Performance gain from time diversity

From the previous module, we realize the fundamental difference in the performance under the additive white Gaussian noise (AWGN) channels and the wireless fading channels. More specifically, the bit error rate (BER) decays exponentially with the signal-to-noise ratio (SNR), namely $p_e < e^{-\textsf{SNR}}$, in the AWGN channel, while it decays only linearly, namely $p_e = \mathcal{O}\left(\frac{1}{\textsf{SNR}}\right)$ in the wireless fading channel.

How can we improve the performance under wireless channels? We know that the reason for the performance degradation is deep fading, where the channel gain is so small that the received signal is at the same energy level of the noise. But the channel is changing over time, and deep fading happens with certain probability. If we send multiple copies of the transmit signal over time, it is more likely that some of the copies do not experience deep fading. This is the idea of time diversity.

Performance of repetition coding

To get the insight of how time diversity works, we consider a simple case of repetition code. Specifically, we send $L$ copies of a transmit signal $x$, namely

\[\mathbf{y} = \left[ \begin{array}{c} y_1 \\ \vdots \\ y_L \end{array} \right] = \left[ \begin{array}{c} h_1 x + w_1 \\ \vdots \\ h_L x + w_L \end{array} \right] = \mathbf{h} \cdot x + \mathbf{w},\]

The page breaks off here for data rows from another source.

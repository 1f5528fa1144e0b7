use ratatui::text::Line;
use ratatui::text::Span;

/// Typesetting backend for `$inline$` and `$$display$$` math.
///
/// Returning `None` makes the layout fall back to the raw TeX source in the theme's math style.
pub trait MathRenderer: Send + Sync {
    fn render_inline(&self, tex: &str) -> Option<Vec<Span<'static>>>;

    fn render_block(&self, tex: &str) -> Option<Vec<Line<'static>>>;
}

/// Always falls back to raw TeX.
#[derive(Clone, Copy, Debug, Default)]
pub struct PlainMath;

impl MathRenderer for PlainMath {
    fn render_inline(&self, _tex: &str) -> Option<Vec<Span<'static>>> {
        None
    }

    fn render_block(&self, _tex: &str) -> Option<Vec<Line<'static>>> {
        None
    }
}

where $x = \pm a$ is the symbol in binary phase shift keying (BPSK), $\mathbf{h} \in \mathbb{C}^L$ is the channel vector, and $\mathbf{w} \in \mathbb{C}^L$ is the noise vector. We assume that each channel gain $h_\ell$ are independent and follows the Rayleight distribution $h_\ell \sim \mathcal{CN}(0,1)$, and that each noise $w_\ell$ are independent and follows the Rayleight distribution $w_\ell \sim \mathcal{CN}(0,N_0)$.

We can assume that we know the channel gains $\mathbf{h}$ in these $L$ time slots perfectly. Then we can perform coherent detection of the transmit symbol $x$.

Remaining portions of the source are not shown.